→ EXERCISE DESCRIPTION: After going through the data below, state how many lines contain "LogCallback", and nothing else.

→ RECORDS:
- - - - -
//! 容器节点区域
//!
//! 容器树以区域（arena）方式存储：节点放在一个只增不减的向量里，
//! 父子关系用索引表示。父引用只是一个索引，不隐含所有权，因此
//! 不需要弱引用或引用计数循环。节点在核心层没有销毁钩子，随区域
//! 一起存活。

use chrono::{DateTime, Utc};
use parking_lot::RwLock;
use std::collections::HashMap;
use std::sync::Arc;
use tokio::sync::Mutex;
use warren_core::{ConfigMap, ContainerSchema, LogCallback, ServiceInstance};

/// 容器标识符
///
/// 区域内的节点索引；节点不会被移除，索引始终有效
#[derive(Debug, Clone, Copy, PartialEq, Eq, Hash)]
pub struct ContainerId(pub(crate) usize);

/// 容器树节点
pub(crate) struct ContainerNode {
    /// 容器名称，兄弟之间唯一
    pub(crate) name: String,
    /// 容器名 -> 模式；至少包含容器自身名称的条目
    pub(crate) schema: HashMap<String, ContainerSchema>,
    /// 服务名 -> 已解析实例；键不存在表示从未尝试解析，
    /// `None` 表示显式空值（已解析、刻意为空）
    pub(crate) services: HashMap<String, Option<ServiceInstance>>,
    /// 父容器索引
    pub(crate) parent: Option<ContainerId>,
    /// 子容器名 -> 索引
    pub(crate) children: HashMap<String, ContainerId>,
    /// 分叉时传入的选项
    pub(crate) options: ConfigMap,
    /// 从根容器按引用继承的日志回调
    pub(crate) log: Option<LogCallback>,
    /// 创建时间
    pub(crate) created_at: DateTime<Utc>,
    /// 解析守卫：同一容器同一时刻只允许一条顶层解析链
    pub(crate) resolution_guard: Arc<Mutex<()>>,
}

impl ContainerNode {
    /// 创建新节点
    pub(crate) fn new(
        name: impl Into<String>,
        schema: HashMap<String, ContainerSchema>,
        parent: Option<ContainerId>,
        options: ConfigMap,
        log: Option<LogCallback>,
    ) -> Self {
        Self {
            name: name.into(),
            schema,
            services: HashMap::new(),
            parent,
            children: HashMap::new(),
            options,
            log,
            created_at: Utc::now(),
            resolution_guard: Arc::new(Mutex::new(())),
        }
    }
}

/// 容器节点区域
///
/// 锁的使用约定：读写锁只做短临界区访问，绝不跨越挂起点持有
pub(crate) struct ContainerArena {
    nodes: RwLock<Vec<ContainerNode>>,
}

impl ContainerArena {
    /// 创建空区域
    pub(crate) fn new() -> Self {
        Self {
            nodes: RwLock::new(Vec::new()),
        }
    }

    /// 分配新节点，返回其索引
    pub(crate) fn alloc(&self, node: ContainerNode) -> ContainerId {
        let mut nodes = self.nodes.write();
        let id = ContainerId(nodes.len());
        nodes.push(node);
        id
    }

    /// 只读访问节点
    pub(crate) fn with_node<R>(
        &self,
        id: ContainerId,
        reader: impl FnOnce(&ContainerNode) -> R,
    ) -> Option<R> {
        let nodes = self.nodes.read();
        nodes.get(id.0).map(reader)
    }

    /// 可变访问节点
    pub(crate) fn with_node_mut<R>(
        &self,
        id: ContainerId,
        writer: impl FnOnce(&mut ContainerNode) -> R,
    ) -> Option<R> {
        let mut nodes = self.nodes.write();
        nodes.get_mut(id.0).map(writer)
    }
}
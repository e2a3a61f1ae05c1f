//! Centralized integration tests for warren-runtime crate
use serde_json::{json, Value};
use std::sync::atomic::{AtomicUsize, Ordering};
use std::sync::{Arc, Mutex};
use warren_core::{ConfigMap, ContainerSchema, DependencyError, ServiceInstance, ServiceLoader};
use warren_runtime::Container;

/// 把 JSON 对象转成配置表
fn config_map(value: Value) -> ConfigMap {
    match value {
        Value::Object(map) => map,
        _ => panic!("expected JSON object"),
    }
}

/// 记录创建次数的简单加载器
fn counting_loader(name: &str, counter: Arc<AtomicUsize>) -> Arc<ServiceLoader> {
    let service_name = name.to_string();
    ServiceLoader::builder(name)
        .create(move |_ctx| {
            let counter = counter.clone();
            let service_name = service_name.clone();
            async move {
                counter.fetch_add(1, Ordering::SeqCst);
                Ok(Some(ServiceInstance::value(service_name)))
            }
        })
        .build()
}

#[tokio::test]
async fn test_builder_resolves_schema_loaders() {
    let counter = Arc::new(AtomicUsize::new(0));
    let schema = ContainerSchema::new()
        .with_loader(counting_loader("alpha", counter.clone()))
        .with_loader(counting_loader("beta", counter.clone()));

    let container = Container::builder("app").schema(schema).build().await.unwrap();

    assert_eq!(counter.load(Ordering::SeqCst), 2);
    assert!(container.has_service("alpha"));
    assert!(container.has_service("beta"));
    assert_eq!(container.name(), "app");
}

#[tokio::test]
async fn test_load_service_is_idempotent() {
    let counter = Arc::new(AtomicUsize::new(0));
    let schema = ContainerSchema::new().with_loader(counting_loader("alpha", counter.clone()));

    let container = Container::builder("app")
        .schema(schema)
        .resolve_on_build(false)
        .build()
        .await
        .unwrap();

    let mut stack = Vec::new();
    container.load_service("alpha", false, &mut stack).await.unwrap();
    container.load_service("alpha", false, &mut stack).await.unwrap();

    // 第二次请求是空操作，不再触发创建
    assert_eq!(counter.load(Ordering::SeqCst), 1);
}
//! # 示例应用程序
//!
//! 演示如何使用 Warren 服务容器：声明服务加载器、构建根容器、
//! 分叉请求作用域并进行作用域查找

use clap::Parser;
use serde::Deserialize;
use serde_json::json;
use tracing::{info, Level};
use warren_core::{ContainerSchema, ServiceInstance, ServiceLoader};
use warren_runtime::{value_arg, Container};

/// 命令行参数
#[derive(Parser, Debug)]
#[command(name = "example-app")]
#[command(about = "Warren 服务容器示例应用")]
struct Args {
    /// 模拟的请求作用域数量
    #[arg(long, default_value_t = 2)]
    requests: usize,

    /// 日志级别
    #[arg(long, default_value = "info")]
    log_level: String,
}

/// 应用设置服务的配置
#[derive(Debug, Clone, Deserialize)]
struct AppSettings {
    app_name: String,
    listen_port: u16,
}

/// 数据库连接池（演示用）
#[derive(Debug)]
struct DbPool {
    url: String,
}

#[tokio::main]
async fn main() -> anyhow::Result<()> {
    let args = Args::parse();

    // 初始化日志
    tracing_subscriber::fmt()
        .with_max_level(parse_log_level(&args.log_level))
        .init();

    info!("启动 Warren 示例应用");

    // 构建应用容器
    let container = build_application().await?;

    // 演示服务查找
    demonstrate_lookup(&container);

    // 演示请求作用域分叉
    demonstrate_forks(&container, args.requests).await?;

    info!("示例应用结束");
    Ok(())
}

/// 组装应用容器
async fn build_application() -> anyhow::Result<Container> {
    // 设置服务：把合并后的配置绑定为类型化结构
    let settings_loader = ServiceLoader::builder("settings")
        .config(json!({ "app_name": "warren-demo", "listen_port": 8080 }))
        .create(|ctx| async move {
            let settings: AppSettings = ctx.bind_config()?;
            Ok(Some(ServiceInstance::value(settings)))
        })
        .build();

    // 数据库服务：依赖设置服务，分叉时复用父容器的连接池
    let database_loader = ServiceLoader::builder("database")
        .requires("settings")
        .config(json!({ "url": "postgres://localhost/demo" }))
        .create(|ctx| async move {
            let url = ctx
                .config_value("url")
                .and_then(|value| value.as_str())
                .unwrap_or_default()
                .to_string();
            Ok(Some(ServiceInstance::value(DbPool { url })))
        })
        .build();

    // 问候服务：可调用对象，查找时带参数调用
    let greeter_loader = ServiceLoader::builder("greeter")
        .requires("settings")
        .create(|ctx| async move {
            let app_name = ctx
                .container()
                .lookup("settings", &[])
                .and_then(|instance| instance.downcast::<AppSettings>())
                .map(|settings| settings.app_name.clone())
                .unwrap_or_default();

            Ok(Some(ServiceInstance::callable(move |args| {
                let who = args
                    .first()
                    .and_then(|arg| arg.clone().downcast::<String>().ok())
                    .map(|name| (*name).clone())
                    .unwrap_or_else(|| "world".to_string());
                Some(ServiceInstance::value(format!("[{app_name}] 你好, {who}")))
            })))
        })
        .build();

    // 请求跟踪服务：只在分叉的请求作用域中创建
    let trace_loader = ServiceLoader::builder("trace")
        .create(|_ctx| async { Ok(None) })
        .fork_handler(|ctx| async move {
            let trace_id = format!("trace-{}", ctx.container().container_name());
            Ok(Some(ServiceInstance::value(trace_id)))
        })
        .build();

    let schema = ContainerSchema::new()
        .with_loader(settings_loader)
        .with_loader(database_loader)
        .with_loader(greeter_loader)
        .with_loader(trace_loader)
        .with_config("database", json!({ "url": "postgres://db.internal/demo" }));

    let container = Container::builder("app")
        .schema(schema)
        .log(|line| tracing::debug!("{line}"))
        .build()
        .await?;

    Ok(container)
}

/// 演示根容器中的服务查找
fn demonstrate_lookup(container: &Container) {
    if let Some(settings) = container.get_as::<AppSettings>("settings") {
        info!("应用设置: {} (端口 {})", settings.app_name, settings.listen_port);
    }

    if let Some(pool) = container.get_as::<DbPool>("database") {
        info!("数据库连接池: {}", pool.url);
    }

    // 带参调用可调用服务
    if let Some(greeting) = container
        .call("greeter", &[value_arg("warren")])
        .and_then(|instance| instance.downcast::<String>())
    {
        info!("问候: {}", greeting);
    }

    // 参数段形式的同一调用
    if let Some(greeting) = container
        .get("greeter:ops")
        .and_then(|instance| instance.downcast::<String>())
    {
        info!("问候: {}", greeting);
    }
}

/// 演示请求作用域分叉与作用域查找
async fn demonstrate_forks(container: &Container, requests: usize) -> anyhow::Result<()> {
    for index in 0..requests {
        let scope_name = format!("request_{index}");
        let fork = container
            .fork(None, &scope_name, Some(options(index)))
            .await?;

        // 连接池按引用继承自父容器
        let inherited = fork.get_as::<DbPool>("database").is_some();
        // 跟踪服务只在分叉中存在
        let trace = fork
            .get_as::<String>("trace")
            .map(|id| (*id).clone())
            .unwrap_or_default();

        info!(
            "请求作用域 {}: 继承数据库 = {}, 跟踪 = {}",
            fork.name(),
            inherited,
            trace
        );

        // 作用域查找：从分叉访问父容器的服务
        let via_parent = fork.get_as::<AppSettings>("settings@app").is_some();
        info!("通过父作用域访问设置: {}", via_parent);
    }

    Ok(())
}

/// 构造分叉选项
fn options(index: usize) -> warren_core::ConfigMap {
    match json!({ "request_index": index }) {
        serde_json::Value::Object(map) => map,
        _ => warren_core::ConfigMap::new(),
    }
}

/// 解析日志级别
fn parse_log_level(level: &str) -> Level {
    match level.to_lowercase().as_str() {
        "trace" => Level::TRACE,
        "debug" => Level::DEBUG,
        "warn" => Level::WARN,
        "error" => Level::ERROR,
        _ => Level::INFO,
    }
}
- - - - -
→ ANSWER: 3